I use a lot of quotes from Mike Rose, because I think whether intentionally or not, he is almost perfectly echoing my sentiments. Almost all of the positive feedback quotes Rose uses in his “Finding our way” chapter point to some individual making a statement about having found something personal in their education to make its acquisition worthwhile.
Even Rose himself allows that his great interest in the humanities came from a personal desire to find escape, and that is what initially spurred him to delve deep into a certain subject matter and become actually proficient in it. It should be pointed out that Rose himself never speaks fondly of mathematics or biology, and indeed the closest thing to excitement he musters about them is to say that humankind naturally grows some level of appreciation for the things they know about.

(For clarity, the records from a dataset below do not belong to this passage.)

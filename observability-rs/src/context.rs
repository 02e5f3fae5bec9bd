//! # Request and User Context
//!
//! Derives per-request logging context (request id, method, url, user
//! agent, client IP) and per-user context (user id, session id, email)
//! from host-provided header and session sources. Collaborator failures are
//! swallowed and produce empty context; they never reach the caller.

use std::collections::HashMap;
use std::sync::Arc;
use async_trait::async_trait;
use rand::Rng;
use serde::{Serialize, Deserialize};
use serde_json::Value;
use crate::logger::{Logger, LoggerContext};
use crate::types::Error;

/// Length of generated request ids
pub const REQUEST_ID_LENGTH: usize = 16;

/// Headers consulted for the client IP, highest priority first
pub const CLIENT_IP_HEADERS: [&str; 5] = [
    "x-forwarded-for",
    "x-real-ip",
    "cf-connecting-ip",
    "x-client-ip",
    "x-cluster-client-ip",
];

/// Request headers keyed by lowercase name
#[derive(Debug, Clone, Default, PartialEq, Eq)]
pub struct Headers(HashMap<String, String>);

impl Headers {
    pub fn new() -> Self {
        Self::default()
    }

    pub fn insert<K: AsRef<str>, V: Into<String>>(&mut self, name: K, value: V) {
        self.0.insert(name.as_ref().to_lowercase(), value.into());
    }

    pub fn get(&self, name: &str) -> Option<&str> {
        self.0.get(&name.to_lowercase()).map(String::as_str)
    }

    /// Header value with surrounding whitespace removed; empty counts as absent
    fn get_trimmed(&self, name: &str) -> Option<&str> {
        self.get(name).map(str::trim).filter(|v| !v.is_empty())
    }
}

impl<K: AsRef<str>, V: Into<String>> FromIterator<(K, V)> for Headers {
    fn from_iter<I: IntoIterator<Item = (K, V)>>(iter: I) -> Self {
        let mut headers = Headers::new();
        for (name, value) in iter {
            headers.insert(name, value);
        }
        headers
    }
}

/// Authenticated user as reported by the session store
#[derive(Debug, Clone, PartialEq, Serialize, Deserialize)]
pub struct SessionUser {
    pub id: String,
    pub email: String,
    #[serde(default)]
    pub role: Option<String>,
}

#[derive(Debug, Clone, PartialEq, Serialize, Deserialize)]
pub struct SessionInfo {
    pub id: String,
}

#[derive(Debug, Clone, PartialEq, Serialize, Deserialize)]
pub struct Session {
    pub user: SessionUser,
    pub session: SessionInfo,
}

/// Source of the current request's headers
#[cfg_attr(test, mockall::automock)]
#[async_trait]
pub trait HeaderSource: Send + Sync {
    async fn headers(&self) -> anyhow::Result<Headers>;
}

/// Session lookup; `Ok(None)` means unauthenticated
#[cfg_attr(test, mockall::automock)]
#[async_trait]
pub trait SessionSource: Send + Sync {
    async fn get_session(&self, headers: &Headers) -> anyhow::Result<Option<Session>>;
}

/// Random id generator
#[cfg_attr(test, mockall::automock)]
pub trait IdGenerator: Send + Sync {
    fn generate(&self, size: usize) -> String;
}

const NANOID_ALPHABET: &[u8; 64] =
    b"useandom-26T198340PX75pxJACKVERYMINDBUSHWOLF_GQZbfghjklqvwyzrict";

/// URL-safe random ids from a 64-symbol alphabet
#[derive(Debug, Default, Clone, Copy)]
pub struct NanoIdGenerator;

impl IdGenerator for NanoIdGenerator {
    fn generate(&self, size: usize) -> String {
        let mut rng = rand::thread_rng();
        (0..size)
            .map(|_| NANOID_ALPHABET[rng.gen_range(0..NANOID_ALPHABET.len())] as char)
            .collect()
    }
}

/// Per-request context
#[derive(Debug, Clone, PartialEq, Serialize, Deserialize)]
#[serde(rename_all = "camelCase")]
pub struct RequestContext {
    pub request_id: String,
    #[serde(default, skip_serializing_if = "Option::is_none")]
    pub method: Option<String>,
    #[serde(default, skip_serializing_if = "Option::is_none")]
    pub url: Option<String>,
    #[serde(default, skip_serializing_if = "Option::is_none")]
    pub user_agent: Option<String>,
}

/// Per-user context; all fields empty when unauthenticated
#[derive(Debug, Clone, Default, PartialEq, Serialize, Deserialize)]
#[serde(rename_all = "camelCase")]
pub struct UserContext {
    #[serde(default, skip_serializing_if = "Option::is_none")]
    pub user_id: Option<String>,
    #[serde(default, skip_serializing_if = "Option::is_none")]
    pub session_id: Option<String>,
    #[serde(default, skip_serializing_if = "Option::is_none")]
    pub email: Option<String>,
}

impl UserContext {
    pub fn is_empty(&self) -> bool {
        self.user_id.is_none() && self.session_id.is_none() && self.email.is_none()
    }
}

impl From<Session> for UserContext {
    fn from(session: Session) -> Self {
        Self {
            user_id: Some(session.user.id),
            session_id: Some(session.session.id),
            email: Some(session.user.email),
        }
    }
}

/// A request as seen by a host that holds the request object
#[derive(Debug, Clone, Default)]
pub struct RequestInfo {
    pub method: Option<String>,
    pub url: Option<String>,
    pub headers: Headers,
}

/// Builds request context from a request object
pub fn request_context_from(request: &RequestInfo, ids: &dyn IdGenerator) -> RequestContext {
    let mut context = request_context_from_headers(&request.headers, ids);
    context.method = request.method.clone();
    context.url = request.url.clone();
    context
}

fn request_context_from_headers(headers: &Headers, ids: &dyn IdGenerator) -> RequestContext {
    RequestContext {
        request_id: headers
            .get_trimmed("x-request-id")
            .map(str::to_string)
            .unwrap_or_else(|| ids.generate(REQUEST_ID_LENGTH)),
        method: None,
        url: None,
        user_agent: headers.get_trimmed("user-agent").map(str::to_string),
    }
}

/// Client IP from proxy headers. `x-forwarded-for` yields its first entry.
pub fn client_ip_from(headers: &Headers) -> Option<String> {
    CLIENT_IP_HEADERS.iter().find_map(|name| {
        let value = headers.get_trimmed(name)?;
        let ip = if *name == "x-forwarded-for" {
            value.split(',').next().unwrap_or("").trim()
        } else {
            value
        };
        (!ip.is_empty()).then(|| ip.to_string())
    })
}

/// Derives logging context from the host's header and session sources
#[derive(Clone)]
pub struct ContextProvider {
    headers: Arc<dyn HeaderSource>,
    sessions: Arc<dyn SessionSource>,
    ids: Arc<dyn IdGenerator>,
}

impl ContextProvider {
    pub fn new(headers: Arc<dyn HeaderSource>, sessions: Arc<dyn SessionSource>) -> Self {
        Self {
            headers,
            sessions,
            ids: Arc::new(NanoIdGenerator),
        }
    }

    pub fn with_id_generator(mut self, ids: Arc<dyn IdGenerator>) -> Self {
        self.ids = ids;
        self
    }

    async fn load_headers(&self) -> Option<Headers> {
        match self.headers.headers().await {
            Ok(headers) => Some(headers),
            Err(e) => {
                let e = Error::Collaborator(format!("{:#}", e));
                tracing::debug!(error = %e, "Header source failed, using empty request context");
                None
            }
        }
    }

    /// Request context; a fresh id is generated when no `x-request-id` header exists
    pub async fn request_context(&self) -> RequestContext {
        let headers = self.load_headers().await.unwrap_or_default();
        request_context_from_headers(&headers, self.ids.as_ref())
    }

    /// User context; empty when unauthenticated or when the lookup fails
    pub async fn user_context(&self) -> UserContext {
        let headers = self.load_headers().await;
        self.user_context_for(headers.as_ref()).await
    }

    async fn user_context_for(&self, headers: Option<&Headers>) -> UserContext {
        let Some(headers) = headers else {
            return UserContext::default();
        };

        match self.sessions.get_session(headers).await {
            Ok(Some(session)) => session.into(),
            Ok(None) => UserContext::default(),
            Err(e) => {
                let e = Error::Collaborator(format!("{:#}", e));
                tracing::debug!(error = %e, "Session lookup failed, treating request as unauthenticated");
                UserContext::default()
            }
        }
    }

    pub async fn client_ip(&self) -> Option<String> {
        let headers = self.load_headers().await?;
        client_ip_from(&headers)
    }

    /// Request, user and `ip` keys merged into one context; absent values are omitted.
    /// All three parts come from a single header snapshot.
    pub async fn log_context(&self) -> LoggerContext {
        let headers = self.load_headers().await;
        let empty = Headers::default();
        let snapshot = headers.as_ref().unwrap_or(&empty);

        let mut context = LoggerContext::new();

        let request = request_context_from_headers(snapshot, self.ids.as_ref());
        if let Ok(Value::Object(request)) = serde_json::to_value(request) {
            context.extend(request);
        }
        if let Ok(Value::Object(user)) = serde_json::to_value(self.user_context_for(headers.as_ref()).await) {
            context.extend(user);
        }
        if let Some(ip) = client_ip_from(snapshot) {
            context.insert("ip".to_string(), Value::String(ip));
        }

        context
    }

    /// Child of `logger` carrying this request's context
    pub async fn request_logger(&self, logger: &Logger) -> Logger {
        logger.child(self.log_context().await)
    }
}

#[cfg(test)]
mod tests {
    use super::*;
    use mockall::predicate::eq;

    fn headers(pairs: &[(&str, &str)]) -> Headers {
        pairs.iter().map(|(k, v)| (*k, v.to_string())).collect()
    }

    fn session() -> Session {
        Session {
            user: SessionUser {
                id: "u1".into(),
                email: "a@b.com".into(),
                role: Some("admin".into()),
            },
            session: SessionInfo { id: "s1".into() },
        }
    }

    fn provider(h: Headers, sessions: MockSessionSource) -> ContextProvider {
        let mut header_source = MockHeaderSource::new();
        header_source.expect_headers().returning(move || Ok(h.clone()));

        let mut ids = MockIdGenerator::new();
        ids.expect_generate()
            .with(eq(REQUEST_ID_LENGTH))
            .returning(|_| "generated-id-000".to_string());

        ContextProvider::new(Arc::new(header_source), Arc::new(sessions))
            .with_id_generator(Arc::new(ids))
    }

    #[test]
    fn test_headers_case_insensitive() {
        let h = headers(&[("User-Agent", "curl/8")]);
        assert_eq!(h.get("user-agent"), Some("curl/8"));
        assert_eq!(h.get("USER-AGENT"), Some("curl/8"));
    }

    #[test]
    fn test_client_ip_priority() {
        let h = headers(&[("x-real-ip", "10.0.0.2"), ("x-forwarded-for", " 1.1.1.1 , 2.2.2.2")]);
        assert_eq!(client_ip_from(&h), Some("1.1.1.1".to_string()));

        let h = headers(&[("x-client-ip", "3.3.3.3"), ("cf-connecting-ip", "4.4.4.4")]);
        assert_eq!(client_ip_from(&h), Some("4.4.4.4".to_string()));

        assert_eq!(client_ip_from(&Headers::new()), None);
    }

    #[test]
    fn test_nanoid_shape() {
        let id = NanoIdGenerator.generate(REQUEST_ID_LENGTH);
        assert_eq!(id.len(), REQUEST_ID_LENGTH);
        assert!(id.bytes().all(|b| NANOID_ALPHABET.contains(&b)));
        assert_ne!(id, NanoIdGenerator.generate(REQUEST_ID_LENGTH));
    }

    #[test]
    fn test_request_context_from_request() {
        let request = RequestInfo {
            method: Some("POST".into()),
            url: Some("/api/invitations".into()),
            headers: headers(&[("x-request-id", "req-9")]),
        };
        let context = request_context_from(&request, &NanoIdGenerator);

        assert_eq!(context.request_id, "req-9");
        assert_eq!(context.method.as_deref(), Some("POST"));
        assert_eq!(context.url.as_deref(), Some("/api/invitations"));
        assert_eq!(context.user_agent, None);
    }

    #[tokio::test]
    async fn test_request_context_uses_header_id() {
        let p = provider(
            headers(&[("x-request-id", "abc"), ("user-agent", "Mozilla/5.0")]),
            MockSessionSource::new(),
        );
        let context = p.request_context().await;

        assert_eq!(context.request_id, "abc");
        assert_eq!(context.user_agent.as_deref(), Some("Mozilla/5.0"));
    }

    #[tokio::test]
    async fn test_request_context_generates_id() {
        let p = provider(Headers::new(), MockSessionSource::new());
        assert_eq!(p.request_context().await.request_id, "generated-id-000");
    }

    #[tokio::test]
    async fn test_user_context_from_session() {
        let mut sessions = MockSessionSource::new();
        sessions.expect_get_session().returning(|_| Ok(Some(session())));

        let context = provider(Headers::new(), sessions).user_context().await;
        assert_eq!(context.user_id.as_deref(), Some("u1"));
        assert_eq!(context.session_id.as_deref(), Some("s1"));
        assert_eq!(context.email.as_deref(), Some("a@b.com"));
    }

    #[tokio::test]
    async fn test_user_context_swallows_failures() {
        let mut sessions = MockSessionSource::new();
        sessions
            .expect_get_session()
            .returning(|_| Err(anyhow::anyhow!("session store offline")));

        let context = provider(Headers::new(), sessions).user_context().await;
        assert!(context.is_empty());
    }

    #[tokio::test]
    async fn test_header_failure_gives_defaults() {
        let mut header_source = MockHeaderSource::new();
        header_source
            .expect_headers()
            .returning(|| Err(anyhow::anyhow!("called outside a request")));
        let mut sessions = MockSessionSource::new();
        sessions.expect_get_session().never();

        let p = ContextProvider::new(Arc::new(header_source), Arc::new(sessions));

        assert!(p.user_context().await.is_empty());
        assert_eq!(p.client_ip().await, None);
        assert_eq!(p.request_context().await.request_id.len(), REQUEST_ID_LENGTH);
    }

    #[tokio::test]
    async fn test_log_context_reads_headers_once() {
        use std::sync::atomic::{AtomicUsize, Ordering};

        // Each read would return a different request
        let reads = Arc::new(AtomicUsize::new(0));
        let mut header_source = MockHeaderSource::new();
        header_source.expect_headers().times(1).returning(move || {
            let n = reads.fetch_add(1, Ordering::SeqCst);
            let request_id = format!("r-{}", n);
            let ip = format!("10.0.0.{}", n);
            Ok(headers(&[("x-request-id", request_id.as_str()), ("x-real-ip", ip.as_str())]))
        });
        let mut sessions = MockSessionSource::new();
        sessions
            .expect_get_session()
            .withf(|h| h.get("x-request-id") == Some("r-0"))
            .times(1)
            .returning(|_| Ok(Some(session())));

        let p = ContextProvider::new(Arc::new(header_source), Arc::new(sessions));
        let context = p.log_context().await;

        assert_eq!(context["requestId"], "r-0");
        assert_eq!(context["ip"], "10.0.0.0");
        assert_eq!(context["userId"], "u1");
    }

    #[tokio::test]
    async fn test_log_context_merges_everything() {
        let mut sessions = MockSessionSource::new();
        sessions.expect_get_session().returning(|_| Ok(Some(session())));

        let p = provider(
            headers(&[("x-request-id", "r-1"), ("x-real-ip", "9.9.9.9")]),
            sessions,
        );
        let context = p.log_context().await;

        assert_eq!(context["requestId"], "r-1");
        assert_eq!(context["userId"], "u1");
        assert_eq!(context["sessionId"], "s1");
        assert_eq!(context["ip"], "9.9.9.9");
        assert!(!context.contains_key("userAgent"));
    }
}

A good education is something that you will get when you learn for real, something you will do based on a few absolutely necessary bits: curiosity, thinking, and wanting. Your good education will stem from those things, and if you’re especially lucky one of the raincoats forced on you in between your birth and your good education will end up being somewhat useful, instead of in the rubbish bin.
Works Cited:
Rose, Mike. Why School?: Reclaiming Education for All of Us. New York: New, 2009 Print.
Engell, James. “On the Value of a Liberal Arts Education.” Harvard.Edu. Harvard University, n.d. Web. Sept.-Oct. 2013.